Task directions – If a line comes after the one containing "use crate::error::Error;", leave it out; copy every line before it, and that line too, exactly as written, starting from the first line of the entries.

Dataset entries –

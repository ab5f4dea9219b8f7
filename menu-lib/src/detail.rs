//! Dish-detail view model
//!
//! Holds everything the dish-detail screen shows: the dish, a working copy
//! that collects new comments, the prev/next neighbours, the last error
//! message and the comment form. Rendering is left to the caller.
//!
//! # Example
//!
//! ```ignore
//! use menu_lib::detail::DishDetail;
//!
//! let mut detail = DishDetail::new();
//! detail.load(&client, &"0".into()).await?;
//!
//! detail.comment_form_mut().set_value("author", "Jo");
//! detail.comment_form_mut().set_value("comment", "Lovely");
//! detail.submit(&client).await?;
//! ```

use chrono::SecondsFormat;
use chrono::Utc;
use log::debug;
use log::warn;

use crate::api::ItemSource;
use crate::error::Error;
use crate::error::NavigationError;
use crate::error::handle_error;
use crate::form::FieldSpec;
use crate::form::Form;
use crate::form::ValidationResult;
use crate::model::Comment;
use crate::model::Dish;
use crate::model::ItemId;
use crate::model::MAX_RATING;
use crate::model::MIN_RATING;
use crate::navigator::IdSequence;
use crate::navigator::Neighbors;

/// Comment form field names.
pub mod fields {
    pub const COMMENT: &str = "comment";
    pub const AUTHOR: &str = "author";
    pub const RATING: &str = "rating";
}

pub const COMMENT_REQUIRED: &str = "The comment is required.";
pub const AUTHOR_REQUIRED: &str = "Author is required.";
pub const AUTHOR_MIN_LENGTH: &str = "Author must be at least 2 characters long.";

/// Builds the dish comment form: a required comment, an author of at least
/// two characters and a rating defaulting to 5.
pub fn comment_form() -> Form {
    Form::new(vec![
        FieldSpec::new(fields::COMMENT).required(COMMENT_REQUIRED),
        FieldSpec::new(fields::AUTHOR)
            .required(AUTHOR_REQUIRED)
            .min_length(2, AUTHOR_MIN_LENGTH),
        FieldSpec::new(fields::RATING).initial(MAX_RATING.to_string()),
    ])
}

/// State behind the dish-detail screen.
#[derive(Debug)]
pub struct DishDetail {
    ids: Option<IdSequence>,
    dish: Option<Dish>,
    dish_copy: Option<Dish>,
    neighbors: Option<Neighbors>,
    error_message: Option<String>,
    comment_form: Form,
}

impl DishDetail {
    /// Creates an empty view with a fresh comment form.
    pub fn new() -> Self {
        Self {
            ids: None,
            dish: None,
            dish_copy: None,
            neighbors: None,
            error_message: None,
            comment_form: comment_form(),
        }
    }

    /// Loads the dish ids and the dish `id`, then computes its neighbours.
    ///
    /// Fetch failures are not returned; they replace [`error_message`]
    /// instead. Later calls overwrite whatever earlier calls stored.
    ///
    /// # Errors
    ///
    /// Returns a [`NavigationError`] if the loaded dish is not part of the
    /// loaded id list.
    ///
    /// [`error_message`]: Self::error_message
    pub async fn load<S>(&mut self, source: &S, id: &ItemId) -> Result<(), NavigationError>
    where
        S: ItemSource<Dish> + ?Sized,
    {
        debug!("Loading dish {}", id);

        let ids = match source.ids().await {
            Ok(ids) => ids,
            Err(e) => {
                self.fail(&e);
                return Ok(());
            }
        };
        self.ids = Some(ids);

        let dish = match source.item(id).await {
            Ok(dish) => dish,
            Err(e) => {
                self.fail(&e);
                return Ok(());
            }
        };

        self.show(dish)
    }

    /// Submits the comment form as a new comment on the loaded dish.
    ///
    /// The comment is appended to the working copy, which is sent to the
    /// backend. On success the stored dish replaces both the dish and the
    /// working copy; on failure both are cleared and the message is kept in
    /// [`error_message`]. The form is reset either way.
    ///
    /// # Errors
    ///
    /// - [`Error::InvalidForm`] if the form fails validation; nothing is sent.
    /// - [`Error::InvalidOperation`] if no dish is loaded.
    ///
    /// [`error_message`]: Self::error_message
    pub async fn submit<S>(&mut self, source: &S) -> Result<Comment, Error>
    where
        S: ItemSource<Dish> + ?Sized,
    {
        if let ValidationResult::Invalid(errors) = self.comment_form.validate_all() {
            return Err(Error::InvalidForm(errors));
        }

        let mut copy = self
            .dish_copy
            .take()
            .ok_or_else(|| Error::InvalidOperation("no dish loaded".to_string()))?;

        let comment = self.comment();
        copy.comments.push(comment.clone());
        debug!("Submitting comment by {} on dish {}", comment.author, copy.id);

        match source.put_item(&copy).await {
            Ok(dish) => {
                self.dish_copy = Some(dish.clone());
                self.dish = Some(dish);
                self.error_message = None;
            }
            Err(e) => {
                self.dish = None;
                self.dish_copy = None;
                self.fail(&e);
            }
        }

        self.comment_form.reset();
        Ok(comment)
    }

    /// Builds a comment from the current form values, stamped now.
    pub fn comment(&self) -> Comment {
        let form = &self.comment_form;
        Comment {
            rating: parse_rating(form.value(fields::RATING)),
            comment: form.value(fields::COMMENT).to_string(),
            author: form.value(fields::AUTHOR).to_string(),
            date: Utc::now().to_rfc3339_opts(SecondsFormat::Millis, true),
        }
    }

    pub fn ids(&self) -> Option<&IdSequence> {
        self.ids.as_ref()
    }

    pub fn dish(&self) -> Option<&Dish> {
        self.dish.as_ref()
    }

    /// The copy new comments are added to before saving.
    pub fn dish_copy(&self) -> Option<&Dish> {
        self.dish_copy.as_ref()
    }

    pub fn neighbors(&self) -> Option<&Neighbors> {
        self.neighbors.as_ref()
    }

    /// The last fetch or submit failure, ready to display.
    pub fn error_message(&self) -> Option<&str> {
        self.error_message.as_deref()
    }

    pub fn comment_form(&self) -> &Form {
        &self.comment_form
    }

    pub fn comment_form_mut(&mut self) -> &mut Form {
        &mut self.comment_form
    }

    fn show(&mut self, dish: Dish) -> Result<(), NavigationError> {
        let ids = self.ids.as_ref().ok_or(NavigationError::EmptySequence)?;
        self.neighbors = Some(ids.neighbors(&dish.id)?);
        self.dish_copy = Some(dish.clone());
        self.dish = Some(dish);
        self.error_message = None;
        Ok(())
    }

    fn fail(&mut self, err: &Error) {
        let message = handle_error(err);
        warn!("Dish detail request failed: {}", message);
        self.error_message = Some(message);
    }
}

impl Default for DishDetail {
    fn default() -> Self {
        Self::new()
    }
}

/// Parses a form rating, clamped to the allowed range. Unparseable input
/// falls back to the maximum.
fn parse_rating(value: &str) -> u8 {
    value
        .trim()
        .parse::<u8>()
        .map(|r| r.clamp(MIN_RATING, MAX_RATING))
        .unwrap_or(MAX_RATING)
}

Written response –
repository ab5f4dea9219b8f7
filename menu-lib/src/detail.rs
//! Dish-detail view model
//!
//! Holds everything the dish-detail screen shows: the dish, a working copy
//! that collects new comments, the prev/next neighbours, the last error
//! message and the comment form. Rendering is left to the caller.
//!
//! # Example
//!
//! ```ignore
//! use menu_lib::detail::DishDetail;
//!
//! let mut detail = DishDetail::new();
//! detail.load(&client, &"0".into()).await?;
//!
//! detail.comment_form_mut().set_value("author", "Jo");
//! detail.comment_form_mut().set_value("comment", "Lovely");
//! detail.submit(&client).await?;
//! ```

use chrono::SecondsFormat;
use chrono::Utc;
use log::debug;
use log::warn;

use crate::api::ItemSource;
use crate::error::Error;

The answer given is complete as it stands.